#### [Task objective]
Output only the lines below that start at the line containing "use async_trait::async_trait;" and end at the line containing "use parking_lot::Mutex;", with both ends kept.

══════

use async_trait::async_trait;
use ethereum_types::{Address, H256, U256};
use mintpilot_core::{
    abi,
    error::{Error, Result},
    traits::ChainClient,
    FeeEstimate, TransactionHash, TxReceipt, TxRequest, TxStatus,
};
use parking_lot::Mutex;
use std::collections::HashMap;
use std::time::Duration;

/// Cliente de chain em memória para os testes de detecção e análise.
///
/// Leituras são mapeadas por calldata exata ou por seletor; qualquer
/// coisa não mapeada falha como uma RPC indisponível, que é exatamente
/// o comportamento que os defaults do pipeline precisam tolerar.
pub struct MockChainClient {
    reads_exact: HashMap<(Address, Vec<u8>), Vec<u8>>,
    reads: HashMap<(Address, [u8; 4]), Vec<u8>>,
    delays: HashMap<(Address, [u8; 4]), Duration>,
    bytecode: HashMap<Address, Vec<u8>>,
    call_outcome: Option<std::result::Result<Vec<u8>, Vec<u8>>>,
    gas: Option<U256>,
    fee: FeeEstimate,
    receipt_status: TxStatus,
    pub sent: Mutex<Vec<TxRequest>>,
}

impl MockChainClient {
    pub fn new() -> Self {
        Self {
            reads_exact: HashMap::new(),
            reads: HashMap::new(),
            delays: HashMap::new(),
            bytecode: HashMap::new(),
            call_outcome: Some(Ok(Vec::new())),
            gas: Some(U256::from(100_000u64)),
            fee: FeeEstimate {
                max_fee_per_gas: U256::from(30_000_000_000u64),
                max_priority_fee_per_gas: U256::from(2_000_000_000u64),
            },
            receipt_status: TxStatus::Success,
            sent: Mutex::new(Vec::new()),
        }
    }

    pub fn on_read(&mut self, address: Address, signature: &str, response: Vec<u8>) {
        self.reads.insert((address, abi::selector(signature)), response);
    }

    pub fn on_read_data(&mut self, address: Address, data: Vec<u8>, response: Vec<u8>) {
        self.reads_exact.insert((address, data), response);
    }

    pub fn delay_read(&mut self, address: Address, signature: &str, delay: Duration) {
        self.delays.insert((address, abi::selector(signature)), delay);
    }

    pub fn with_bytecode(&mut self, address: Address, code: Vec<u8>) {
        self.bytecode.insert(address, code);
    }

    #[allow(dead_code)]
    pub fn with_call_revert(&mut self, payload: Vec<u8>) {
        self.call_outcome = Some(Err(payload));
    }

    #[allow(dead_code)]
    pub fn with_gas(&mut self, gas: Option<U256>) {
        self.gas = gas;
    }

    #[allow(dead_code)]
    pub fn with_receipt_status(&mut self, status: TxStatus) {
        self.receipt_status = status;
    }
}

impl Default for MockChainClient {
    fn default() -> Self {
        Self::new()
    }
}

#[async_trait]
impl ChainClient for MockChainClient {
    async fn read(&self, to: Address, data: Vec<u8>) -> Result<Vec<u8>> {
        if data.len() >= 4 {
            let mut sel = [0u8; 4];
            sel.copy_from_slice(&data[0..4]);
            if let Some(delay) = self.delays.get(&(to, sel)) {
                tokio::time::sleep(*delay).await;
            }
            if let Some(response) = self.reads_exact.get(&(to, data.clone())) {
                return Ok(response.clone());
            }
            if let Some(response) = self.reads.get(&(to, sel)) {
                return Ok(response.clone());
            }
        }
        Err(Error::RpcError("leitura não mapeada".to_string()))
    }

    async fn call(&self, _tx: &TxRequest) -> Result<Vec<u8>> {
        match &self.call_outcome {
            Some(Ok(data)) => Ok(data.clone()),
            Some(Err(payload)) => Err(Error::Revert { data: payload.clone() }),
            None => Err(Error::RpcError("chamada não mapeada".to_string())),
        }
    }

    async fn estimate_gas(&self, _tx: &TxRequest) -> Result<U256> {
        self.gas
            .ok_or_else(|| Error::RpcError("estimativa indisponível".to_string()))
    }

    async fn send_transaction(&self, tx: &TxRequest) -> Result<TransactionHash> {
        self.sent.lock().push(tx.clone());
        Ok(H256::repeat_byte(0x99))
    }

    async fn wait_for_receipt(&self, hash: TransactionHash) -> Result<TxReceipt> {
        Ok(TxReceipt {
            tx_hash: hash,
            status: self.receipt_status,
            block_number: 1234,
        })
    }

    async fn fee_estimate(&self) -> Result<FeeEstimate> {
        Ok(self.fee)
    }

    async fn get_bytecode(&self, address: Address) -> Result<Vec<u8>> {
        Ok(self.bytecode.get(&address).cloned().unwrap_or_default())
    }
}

══════

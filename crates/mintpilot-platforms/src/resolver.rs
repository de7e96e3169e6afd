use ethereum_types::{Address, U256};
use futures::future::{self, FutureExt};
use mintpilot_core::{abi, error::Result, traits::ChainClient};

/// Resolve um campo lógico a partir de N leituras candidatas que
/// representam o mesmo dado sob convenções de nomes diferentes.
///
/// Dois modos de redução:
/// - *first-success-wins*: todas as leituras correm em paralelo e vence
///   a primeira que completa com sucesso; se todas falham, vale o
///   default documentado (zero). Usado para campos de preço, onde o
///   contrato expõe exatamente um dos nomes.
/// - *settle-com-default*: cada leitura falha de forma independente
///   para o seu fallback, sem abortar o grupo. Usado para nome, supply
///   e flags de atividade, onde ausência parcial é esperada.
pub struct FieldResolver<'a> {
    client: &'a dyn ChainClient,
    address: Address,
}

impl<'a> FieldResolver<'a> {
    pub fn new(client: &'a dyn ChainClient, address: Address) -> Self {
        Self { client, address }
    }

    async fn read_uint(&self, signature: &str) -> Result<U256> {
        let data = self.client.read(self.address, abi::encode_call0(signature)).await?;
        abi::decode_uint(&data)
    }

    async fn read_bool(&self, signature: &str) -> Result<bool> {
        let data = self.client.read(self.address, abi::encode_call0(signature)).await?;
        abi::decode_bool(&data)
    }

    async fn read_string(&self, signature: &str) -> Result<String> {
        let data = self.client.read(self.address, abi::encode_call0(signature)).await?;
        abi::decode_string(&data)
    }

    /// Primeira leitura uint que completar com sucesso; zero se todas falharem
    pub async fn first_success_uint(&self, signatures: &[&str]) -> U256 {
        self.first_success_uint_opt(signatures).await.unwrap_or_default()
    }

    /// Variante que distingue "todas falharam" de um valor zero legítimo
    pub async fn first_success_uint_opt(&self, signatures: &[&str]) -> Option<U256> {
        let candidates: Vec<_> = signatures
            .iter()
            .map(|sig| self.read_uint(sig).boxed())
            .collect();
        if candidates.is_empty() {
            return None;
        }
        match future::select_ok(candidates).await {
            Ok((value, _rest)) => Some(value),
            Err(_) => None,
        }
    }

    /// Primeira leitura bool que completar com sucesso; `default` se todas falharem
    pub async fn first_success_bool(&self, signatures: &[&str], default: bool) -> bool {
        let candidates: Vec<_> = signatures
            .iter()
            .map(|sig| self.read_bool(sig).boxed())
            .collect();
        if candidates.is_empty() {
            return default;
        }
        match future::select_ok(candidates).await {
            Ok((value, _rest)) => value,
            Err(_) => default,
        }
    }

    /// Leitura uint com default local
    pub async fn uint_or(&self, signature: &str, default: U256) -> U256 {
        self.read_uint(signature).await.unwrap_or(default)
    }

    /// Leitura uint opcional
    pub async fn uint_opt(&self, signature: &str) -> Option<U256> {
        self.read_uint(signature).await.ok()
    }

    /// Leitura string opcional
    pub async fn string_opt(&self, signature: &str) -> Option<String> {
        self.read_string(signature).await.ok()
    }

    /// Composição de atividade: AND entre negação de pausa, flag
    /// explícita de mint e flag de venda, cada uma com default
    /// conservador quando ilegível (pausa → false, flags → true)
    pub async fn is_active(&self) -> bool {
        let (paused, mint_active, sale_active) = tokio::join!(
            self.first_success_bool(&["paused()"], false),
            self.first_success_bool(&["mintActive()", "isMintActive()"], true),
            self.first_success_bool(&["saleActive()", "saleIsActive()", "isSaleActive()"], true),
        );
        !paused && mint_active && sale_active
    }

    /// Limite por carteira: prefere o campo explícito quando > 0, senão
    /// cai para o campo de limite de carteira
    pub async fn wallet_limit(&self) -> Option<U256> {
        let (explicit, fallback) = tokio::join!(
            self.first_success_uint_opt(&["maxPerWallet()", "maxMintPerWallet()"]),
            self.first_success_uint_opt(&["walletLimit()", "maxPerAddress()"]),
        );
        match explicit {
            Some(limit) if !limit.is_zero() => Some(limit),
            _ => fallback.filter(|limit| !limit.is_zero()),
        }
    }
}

══════

#### [Finished task]
use async_trait::async_trait;
use ethereum_types::{Address, H256, U256};
use mintpilot_core::{
    abi,
    error::{Error, Result},
    traits::ChainClient,
    FeeEstimate, TransactionHash, TxReceipt, TxRequest, TxStatus,
};
use parking_lot::Mutex;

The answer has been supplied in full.